▸ Task goal
The required output is a copy of each line in the material below that includes "config".

[Dataset content]

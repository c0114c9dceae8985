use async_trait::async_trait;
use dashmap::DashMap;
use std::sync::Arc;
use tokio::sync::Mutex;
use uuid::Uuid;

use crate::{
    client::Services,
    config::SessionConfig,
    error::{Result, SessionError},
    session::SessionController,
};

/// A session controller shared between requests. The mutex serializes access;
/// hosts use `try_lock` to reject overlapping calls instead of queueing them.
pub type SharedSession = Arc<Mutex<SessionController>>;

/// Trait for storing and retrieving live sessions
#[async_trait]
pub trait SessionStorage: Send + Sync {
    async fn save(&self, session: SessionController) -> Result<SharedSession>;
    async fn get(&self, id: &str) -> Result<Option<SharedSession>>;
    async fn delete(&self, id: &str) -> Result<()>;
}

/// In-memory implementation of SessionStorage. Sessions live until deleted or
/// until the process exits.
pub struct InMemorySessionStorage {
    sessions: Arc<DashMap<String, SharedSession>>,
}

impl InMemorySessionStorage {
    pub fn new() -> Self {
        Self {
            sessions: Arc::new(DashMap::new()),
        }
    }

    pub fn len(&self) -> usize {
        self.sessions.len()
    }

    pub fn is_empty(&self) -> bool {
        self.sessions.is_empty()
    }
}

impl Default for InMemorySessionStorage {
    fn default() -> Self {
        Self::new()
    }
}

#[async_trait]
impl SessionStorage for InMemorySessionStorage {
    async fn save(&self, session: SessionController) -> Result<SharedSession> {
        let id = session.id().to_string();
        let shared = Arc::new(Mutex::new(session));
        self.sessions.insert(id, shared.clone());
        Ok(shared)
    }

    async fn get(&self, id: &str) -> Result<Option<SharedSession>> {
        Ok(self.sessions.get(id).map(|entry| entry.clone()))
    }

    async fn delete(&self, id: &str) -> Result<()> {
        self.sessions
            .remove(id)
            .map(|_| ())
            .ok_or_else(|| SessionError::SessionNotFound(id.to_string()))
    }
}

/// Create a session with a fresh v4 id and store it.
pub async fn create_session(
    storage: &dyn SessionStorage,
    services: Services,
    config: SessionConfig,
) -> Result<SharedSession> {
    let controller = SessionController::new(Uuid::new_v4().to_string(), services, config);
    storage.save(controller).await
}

[/Dataset content]

▸ Exercise result
    config::SessionConfig,
    config: SessionConfig,
    let controller = SessionController::new(Uuid::new_v4().to_string(), services, config);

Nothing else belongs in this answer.